1st January 2020
The season of good will has passed us by again and we’ve now entered not only a new year but a new decade! Honestly, I can’t say I’m sad to see it go! It’s safe to say 2019 was full of many challenges, the beginning of the year was particularly difficult . I’m not a drinker but an overwhelming urge to get very pissed to see the year out came over me and I almost obliged it. I’d been feeling like that for a few days perhaps because I didn’t want to reflect on the past year as we tend to do at new year, numb the senses for a day and avoid the difficult shit we don’t want to deal with.
It’s not my style, I walk towards the mess and deal with it head on, but this was different, I couldn’t help reflecting on the past 12 months and feeling sad. I was spending New Year at home with my daughters and I really didn’t want to get all emotional and depressing around them especially on New Years Eve, especially after how hard we’ve all worked, especially when we have achieved so much and there are now so many positive things ahead of us.
I’ve been so focused, so gut determined and so strong even though there were times when I felt like curling up in a ball and giving up, I let it all wash over me and I kept pushing. It all seemed to catch up with me and bubble to the surface as the year end approached, despite the achievements I didn’t want to celebrate the year or the achievements what I felt most was all the pain I hadn’t acknowledged, the suppressed grief I didn’t deal with at the time and suddenly all I wanted to do was feel sorry for myself!
I planned it strategically so I didn’t bring the mood down for everyone else and I didn’t want to be low on new years eve and hungover today – new years day. but I needed to do what I needed to do for myself, I needed to wallow in some self-pity, feel sorry for myself, allow myself to feel the grief and for an hour or two feel the pain I never let myself feel. So, on 30th December my girls were busy together in the flat enjoying food, films and laughter. I was enjoying spiced rum and ginger beer doing something I never (very, very rarely) do, looking at the shit!

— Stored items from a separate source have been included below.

//! Source image discovery.
//!
//! Walks every configured source root and turns each image file into an
//! [`ImageItem`]. The layout expected by convention:
//!
//! ```text
//! src/assets/                      # Source root
//! ├── hero.jpg                     # Category = "assets" (the root's name)
//! ├── landscapes/                  # Category = "landscapes"
//! │   ├── 001-dawn.jpg             # alt "dawn"
//! │   ├── 002-Misty-Morning.jpg    # alt "Misty Morning"
//! │   └── 2021/010-ridge.png       # nested dirs stay in "landscapes"
//! └── street/
//!     └── corner.webp
//! ```
//!
//! ## Filtering
//!
//! Only the extension is checked (`jpg`, `jpeg`, `png`, `webp`, any case).
//! Contents are not sniffed: a broken file named `x.jpg` is discovered here
//! and fails later, at decode time. Hidden files and directories are skipped.
//!
//! ## Ordering
//!
//! Filesystem iteration order is unspecified, and the layout engine needs a
//! stable input, so items are sorted by [`natural_cmp`] on their source path.

use crate::naming::{alt_text, natural_cmp};
use crate::types::ImageItem;
use std::path::{Component, Path, PathBuf};
use thiserror::Error;
use walkdir::{DirEntry, WalkDir};

#[derive(Error, Debug)]
pub enum ScanError {
    #[error("IO error: {0}")]
    Io(#[from] std::io::Error),
    #[error("Walk error: {0}")]
    Walk(#[from] walkdir::Error),
    #[error("Source directory not found: {0}")]
    MissingSource(PathBuf),
}

/// Extensions accepted as images, compared case-insensitively.
pub const IMAGE_EXTENSIONS: &[&str] = &["jpg", "jpeg", "png", "webp"];

/// Whether `path` has an image extension. Content-blind.
pub fn is_image(path: &Path) -> bool {
    path.extension()
        .and_then(|e| e.to_str())
        .is_some_and(|ext| {
            IMAGE_EXTENSIONS
                .iter()
                .any(|known| ext.eq_ignore_ascii_case(known))
        })
}

fn is_hidden(entry: &DirEntry) -> bool {
    entry.depth() > 0 && entry.file_name().to_string_lossy().starts_with('.')
}

/// Discover every image below `sources`, each resolved against `project_root`.
///
/// Returns items sorted naturally by source path, without duplicates (two
/// overlapping roots yield each file once).
pub fn scan(project_root: &Path, sources: &[String]) -> Result<Vec<ImageItem>, ScanError> {
    let mut items = Vec::new();

    for source in sources {
        let root = project_root.join(source);
        if !root.is_dir() {
            return Err(ScanError::MissingSource(root));
        }
        let root_category = category_name(&root);
        let prefix = normalize_prefix(source);

        for entry in WalkDir::new(&root)
            .follow_links(true)
            .into_iter()
            .filter_entry(|e| !is_hidden(e))
        {
            let entry = entry?;
            if !entry.file_type().is_file() || !is_image(entry.path()) {
                continue;
            }
            let rel = entry
                .path()
                .strip_prefix(&root)
                .map_err(|e| std::io::Error::other(e.to_string()))?;
            let parts = path_parts(rel);
            let category = if parts.len() > 1 {
                parts[0].clone()
            } else {
                root_category.clone()
            };
            let stem = rel
                .file_stem()
                .map(|s| s.to_string_lossy().to_string())
                .unwrap_or_default();

            let source_path = if prefix.is_empty() {
                parts.join("/")
            } else {
                format!("{}/{}", prefix, parts.join("/"))
            };

            items.push(ImageItem {
                source_path,
                alt_text: alt_text(&stem),
                category,
            });
        }
    }

    items.sort_by(|a, b| natural_cmp(&a.source_path, &b.source_path));
    items.dedup_by(|a, b| a.source_path == b.source_path);
    log::debug!("discovered {} images in {} source(s)", items.len(), sources.len());
    Ok(items)
}

/// Distinct categories in first-seen order.
pub fn categories(items: &[ImageItem]) -> Vec<&str> {
    let mut seen: Vec<&str> = Vec::new();
    for item in items {
        if !seen.contains(&item.category.as_str()) {
            seen.push(&item.category);
        }
    }
    seen
}

fn category_name(root: &Path) -> String {
    root.canonicalize()
        .ok()
        .as_deref()
        .unwrap_or(root)
        .file_name()
        .map(|n| n.to_string_lossy().to_string())
        .unwrap_or_default()
}

/// `./src/assets/` → `src/assets`
fn normalize_prefix(source: &str) -> String {
    path_parts(Path::new(source)).join("/")
}

fn path_parts(path: &Path) -> Vec<String> {
    path.components()
        .filter_map(|c| match c {
            Component::Normal(s) => Some(s.to_string_lossy().to_string()),
            _ => None,
        })
        .collect()
}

I didn’t need to get drunk, I didn’t even get emotional or wallow in self pity I just let myself think about things I’d pushed away and hadn’t dealt with, acknowledge them and let them go. I’d built the whole thing in to something dark, difficult and depressing when it turned out to be liberating. I’d freed myself and at the same time forgive myself for any mistakes I made through the year that had been sitting heavy on my shoulders.

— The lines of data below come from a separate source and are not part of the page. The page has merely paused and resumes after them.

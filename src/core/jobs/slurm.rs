use log::{debug, info};
use std::path::Path;
use std::process::{Command, Output};

use crate::core::jobs::{JobError, Scheduler};

/// Runs the SLURM command line tools found on `PATH`
#[derive(Debug, Clone, Default)]
pub struct SlurmScheduler {
  throttle_command: Option<String>,
}

impl SlurmScheduler {
  pub fn new(throttle_command: Option<String>) -> Self {
    SlurmScheduler { throttle_command }
  }
}

/// Run `program` and return stdout followed by stderr
fn run(program: &str, args: &[String]) -> Result<String, JobError> {
  debug!("Running {} {}", program, args.join(" "));
  let output: Output = Command::new(program)
    .args(args)
    .output()
    .map_err(|e| JobError::SpawnError(format!("Failed to run {}: {}", program, e)))?;

  let mut text = String::from_utf8_lossy(&output.stdout).into_owned();
  text.push_str(&String::from_utf8_lossy(&output.stderr));
  Ok(text)
}

impl Scheduler for SlurmScheduler {
  fn submit(&self, script: &Path) -> Result<String, JobError> {
    run("sbatch", &[script.display().to_string()])
  }

  fn wrap(&self, flags: &[String], command: &str) -> Result<String, JobError> {
    let mut args = flags.to_vec();
    args.push("--wrap".to_string());
    args.push(command.to_string());
    run("sbatch", &args)
  }

  fn accounting(&self, job_id: &str, fields: &[&str], header: bool) -> Result<String, JobError> {
    let mut args = vec![
      "-j".to_string(),
      job_id.to_string(),
      "--format".to_string(),
      fields.join(","),
    ];
    if !header {
      args.push("-n".to_string());
    }
    run("sacct", &args)
  }

  fn queue(&self) -> Result<String, JobError> {
    run("squeue", &[])
  }

  fn throttle(&self) -> Result<(), JobError> {
    let Some(command) = &self.throttle_command else {
      return Ok(());
    };
    info!("Throttling submissions with {}", command);
    let status = Command::new(command)
      .status()
      .map_err(|e| JobError::SpawnError(format!("Failed to run {}: {}", command, e)))?;
    if !status.success() {
      return Err(JobError::ExecutionFailed(format!(
        "{} exited with {:?}",
        command,
        status.code()
      )));
    }
    Ok(())
  }
}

Getting through Christmas on the tightest budget ever, making a choice I have never had to make before – food or presents for my children hit me really hard. I think that’s what dragged up all these horrible negative feelings and emotions. What I failed to see was how far I have come personally, the personal battles I fought along with the external battles. I failed to see my family were proud of me for not giving up, that presents didn’t matter this year because we still have our home, our farm, our animals and each other. I also failed to recognise all the abundance we have in our life.
There is so much to be grateful for especially at this time of year, everyone has struggles and hard times but even now we have much more than most. Sometimes the battles we have in our own heads make it easy to blow things out of proportion.

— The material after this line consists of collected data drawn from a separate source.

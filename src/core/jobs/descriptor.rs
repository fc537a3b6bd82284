use hashlink::LinkedHashMap;
use std::path::{Path, PathBuf};
use strum::{Display, EnumString};

use crate::core::jobs::{JobError, utils::parse_time_to_seconds};

/// How the parent job must end before a dependent job may start
#[derive(Debug, Clone, Copy, PartialEq, Eq, Default, EnumString, Display)]
#[strum(serialize_all = "lowercase", ascii_case_insensitive)]
pub enum DependencyKind {
  Any,
  #[default]
  Ok,
  #[strum(to_string = "notok", serialize = "not-ok", serialize = "not_ok", serialize = "error")]
  NotOk,
  Corr,
  BurstBuffer,
}

#[derive(Debug, Clone, PartialEq)]
pub struct Dependency {
  pub job_id: String,
  pub kind: DependencyKind,
}

impl Dependency {
  pub fn new(job_id: impl Into<String>, kind: DependencyKind) -> Self {
    Dependency {
      job_id: job_id.into(),
      kind,
    }
  }

  /// Value of the `--dependency` directive, e.g. `afterok:1234`
  pub fn directive_value(&self) -> String {
    format!("after{}:{}", self.kind, self.job_id)
  }
}

/// Values fanned out over the tasks of an array job
#[derive(Debug, Clone, PartialEq)]
pub struct ArraySpec {
  pub values: Vec<String>,
  pub limit: Option<u32>,
  pub variable: String,
}

impl ArraySpec {
  pub fn new(values: Vec<String>) -> Self {
    ArraySpec {
      values,
      limit: None,
      variable: "x".to_string(),
    }
  }

  pub fn with_limit(mut self, limit: u32) -> Self {
    self.limit = Some(limit);
    self
  }

  pub fn with_variable(mut self, variable: impl Into<String>) -> Self {
    self.variable = variable.into();
    self
  }

  /// Value of the `--array` directive, e.g. `0-9%2`
  pub fn directive_value(&self) -> String {
    let upper = self.values.len().saturating_sub(1);
    match self.limit {
      Some(limit) => format!("0-{}%{}", upper, limit),
      None => format!("0-{}", upper),
    }
  }
}

#[derive(Debug, Clone, PartialEq, Default)]
pub struct Resources {
  pub threads: Option<u32>,
  pub memory: Option<String>,
  pub time: Option<String>,
  pub partition: Option<String>,
}

#[derive(Debug, Clone, PartialEq, Default)]
pub enum Interpreter {
  #[default]
  Bash,
  /// Path of the python executable to run the script with
  Python(String),
  Path(String),
}

impl Interpreter {
  pub fn shebang(&self) -> String {
    match self {
      Interpreter::Bash => "#!/bin/bash".to_string(),
      Interpreter::Python(path) | Interpreter::Path(path) => format!("#!{}", path),
    }
  }

  pub fn is_shell(&self) -> bool {
    match self {
      Interpreter::Bash => true,
      Interpreter::Python(_) => false,
      Interpreter::Path(path) => path.ends_with("sh"),
    }
  }
}

/// A fully validated batch job. Built through [`JobDescriptorBuilder`].
#[derive(Debug, Clone, PartialEq)]
pub struct JobDescriptor {
  name: String,
  command: Vec<String>,
  resources: Resources,
  account: Option<String>,
  index: Option<String>,
  email: Option<String>,
  dependency: Option<Dependency>,
  array: Option<ArraySpec>,
  output_directory: Option<PathBuf>,
  interpreter: Interpreter,
  directives: LinkedHashMap<String, String>,
}

impl JobDescriptor {
  pub fn builder() -> JobDescriptorBuilder {
    JobDescriptorBuilder::default()
  }

  pub fn name(&self) -> &str {
    &self.name
  }

  pub fn command(&self) -> &[String] {
    &self.command
  }

  pub fn resources(&self) -> &Resources {
    &self.resources
  }

  pub fn account(&self) -> Option<&str> {
    self.account.as_deref()
  }

  pub fn index(&self) -> Option<&str> {
    self.index.as_deref()
  }

  pub fn email(&self) -> Option<&str> {
    self.email.as_deref()
  }

  pub fn dependency(&self) -> Option<&Dependency> {
    self.dependency.as_ref()
  }

  pub fn array(&self) -> Option<&ArraySpec> {
    self.array.as_ref()
  }

  pub fn output_directory(&self) -> Option<&Path> {
    self.output_directory.as_deref()
  }

  pub fn interpreter(&self) -> &Interpreter {
    &self.interpreter
  }

  pub fn directives(&self) -> &LinkedHashMap<String, String> {
    &self.directives
  }

  /// Default script file name, `<name>.srun`
  pub fn default_script_name(&self) -> String {
    format!("{}.srun", self.name)
  }
}

fn check_single_line(field: &str, value: Option<&str>) -> Result<(), JobError> {
  match value {
    Some(value) if value.chars().any(char::is_control) => {
      Err(JobError::InvalidValue(field.to_string()))
    }
    _ => Ok(()),
  }
}

#[derive(Debug, Clone, Default)]
pub struct JobDescriptorBuilder {
  name: Option<String>,
  command: Vec<String>,
  resources: Resources,
  account: Option<String>,
  index: Option<String>,
  email: Option<String>,
  dependency: Option<Dependency>,
  array: Option<ArraySpec>,
  output_directory: Option<PathBuf>,
  interpreter: Interpreter,
  directives: LinkedHashMap<String, String>,
}

impl JobDescriptorBuilder {
  pub fn name(mut self, name: impl Into<String>) -> Self {
    self.name = Some(name.into());
    self
  }

  pub fn command(mut self, line: impl Into<String>) -> Self {
    self.command.push(line.into());
    self
  }

  pub fn commands<I, S>(mut self, lines: I) -> Self
  where
    I: IntoIterator<Item = S>,
    S: Into<String>,
  {
    self.command.extend(lines.into_iter().map(Into::into));
    self
  }

  pub fn threads(mut self, threads: u32) -> Self {
    self.resources.threads = Some(threads);
    self
  }

  pub fn memory(mut self, memory: impl Into<String>) -> Self {
    self.resources.memory = Some(memory.into());
    self
  }

  pub fn time(mut self, time: impl Into<String>) -> Self {
    self.resources.time = Some(time.into());
    self
  }

  pub fn partition(mut self, partition: impl Into<String>) -> Self {
    self.resources.partition = Some(partition.into());
    self
  }

  pub fn account(mut self, account: impl Into<String>) -> Self {
    self.account = Some(account.into());
    self
  }

  /// Charge index, written to the comment field as `idx:<index>`
  pub fn index(mut self, index: impl Into<String>) -> Self {
    self.index = Some(index.into());
    self
  }

  pub fn email(mut self, email: impl Into<String>) -> Self {
    self.email = Some(email.into());
    self
  }

  pub fn dependency(mut self, dependency: Dependency) -> Self {
    self.dependency = Some(dependency);
    self
  }

  pub fn array(mut self, array: ArraySpec) -> Self {
    self.array = Some(array);
    self
  }

  pub fn output_directory(mut self, dir: impl Into<PathBuf>) -> Self {
    self.output_directory = Some(dir.into());
    self
  }

  pub fn interpreter(mut self, interpreter: Interpreter) -> Self {
    self.interpreter = interpreter;
    self
  }

  /// Extra `#SBATCH --key=value` directive, passed through verbatim
  pub fn directive(mut self, key: impl Into<String>, value: impl Into<String>) -> Self {
    self.directives.insert(key.into(), value.into());
    self
  }

  pub fn build(self) -> Result<JobDescriptor, JobError> {
    let name = match self.name {
      Some(name) if !name.trim().is_empty() => name,
      _ => return Err(JobError::MissingName),
    };
    if self.command.iter().all(|line| line.trim().is_empty()) {
      return Err(JobError::MissingCommand(name));
    }
    // Header fields each render onto a single `#SBATCH` line
    let output_directory = self
      .output_directory
      .as_ref()
      .map(|dir| dir.to_string_lossy().into_owned());
    let fields = [
      ("name", Some(name.as_str())),
      ("memory", self.resources.memory.as_deref()),
      ("time", self.resources.time.as_deref()),
      ("partition", self.resources.partition.as_deref()),
      ("account", self.account.as_deref()),
      ("index", self.index.as_deref()),
      ("email", self.email.as_deref()),
      ("dependency", self.dependency.as_ref().map(|d| d.job_id.as_str())),
      ("output_directory", output_directory.as_deref()),
    ];
    for (field, value) in fields {
      check_single_line(field, value)?;
    }
    for (key, value) in self.directives.iter() {
      check_single_line("directive", Some(key.as_str()))?;
      check_single_line(key, Some(value.as_str()))?;
    }
    if let Some(time) = &self.resources.time {
      parse_time_to_seconds(time)?;
    }
    if let Some(array) = &self.array {
      if array.values.is_empty() {
        return Err(JobError::InvalidArray("array has no values".to_string()));
      }
      if array.limit == Some(0) {
        return Err(JobError::InvalidArray("array limit must be positive".to_string()));
      }
      if array.variable.is_empty()
        || !array
          .variable
          .chars()
          .all(|c| c.is_ascii_alphanumeric() || c == '_')
        || array.variable.starts_with(|c: char| c.is_ascii_digit())
      {
        return Err(JobError::InvalidArray(format!(
          "'{}' is not a valid shell variable name",
          array.variable
        )));
      }
    }

    Ok(JobDescriptor {
      name,
      command: self.command,
      resources: self.resources,
      account: self.account,
      index: self.index,
      email: self.email,
      dependency: self.dependency,
      array: self.array,
      output_directory: self.output_directory,
      interpreter: self.interpreter,
      directives: self.directives,
    })
  }
}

New years eve was just beautiful my girls made it so special, we spent it out in the top garden wrapped in blankets around the firepit with music, laughter and at midnight sparklers. I went off to bed at 1am feeling so happy and blessed looking forward to the year ahead and all of it’s challenges.
Even though the year ahead is still uncertain for us as we continue to fight to keep our farm, our home and beloved animals I’ve walked into it ready for anything, moving forward and keep moving forward is the only way.
Happy New Year to you, I hope it is prosperous, abundant and brings you everything you aim to achieve.